Menurut spesifikasi, chip penambangan Bitcoin Intel hanya setengah dari kekuatan Bitmain

Intel (NASDAQ: INTC) baru-baru ini mengumumkan pengembangan BonazaMine, prosesor ASIC Bitcoin satu-satunya dan terutama usaha pertama perusahaan ke dalam industri pertambangan cryptocurrency.

Ketika mengumumkan keputusan selama Konferensi Sirkuit Solid-State Internasional IEEE 2022 (ISSCC) baru-baru ini, yang dimulai pada hari Minggu, 20 Februari, dan akan selesai pada hari Kamis, 24 Februari, Intel mengklaim chip penambangan crypto-nya 1.000 kali lebih cepat daripada GPU lainnya.

Saat hadir, Intel juga mendemonstrasikan Sistem BonanzaMine, yang memiliki 300 ASIC BonanzaMine dan memiliki throughput 40 THash/s sementara membutuhkan listrik 3600W. Namun, perlu ditunjukkan bahwa ini tidak dapat mencapai setengah kinerja mesin penambangan terbaru Bitmain, menurut reporter crypto Colin Wu mengutip a laporan oleh wccftech.

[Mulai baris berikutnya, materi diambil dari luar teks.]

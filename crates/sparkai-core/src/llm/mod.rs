//! Completion gateway abstractions for SparkAI.
//!
//! - `LlmProvider`: RPITIT trait for concrete provider implementations
//! - `BoxLlmProvider`: Object-safe wrapper for dynamic dispatch

pub mod box_provider;
pub mod provider;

Chip penambangan Bitcoin generasi pertama Intel

Terlebih lagi, Intel, mengungkapkan spesifikasi teknis dari chip penambangan Bitcoin generasi pertama, dengan 40 THash/s sementara membutuhkan listrik 3600W. Soal masalah itu, Wu menyoroti bahwa ini mungkin produk 2018, he dikatakan:

“Intel mengungkapkan detail teknis dari chip penambangan bitcoin generasi pertama, 40T+3600W, tetapi perlu dicatat bahwa ini mungkin produk tahun 2018. Chip generasi kedua terbaru belum diungkapkan, dan kinerjanya mungkin sekitar 35J/T.”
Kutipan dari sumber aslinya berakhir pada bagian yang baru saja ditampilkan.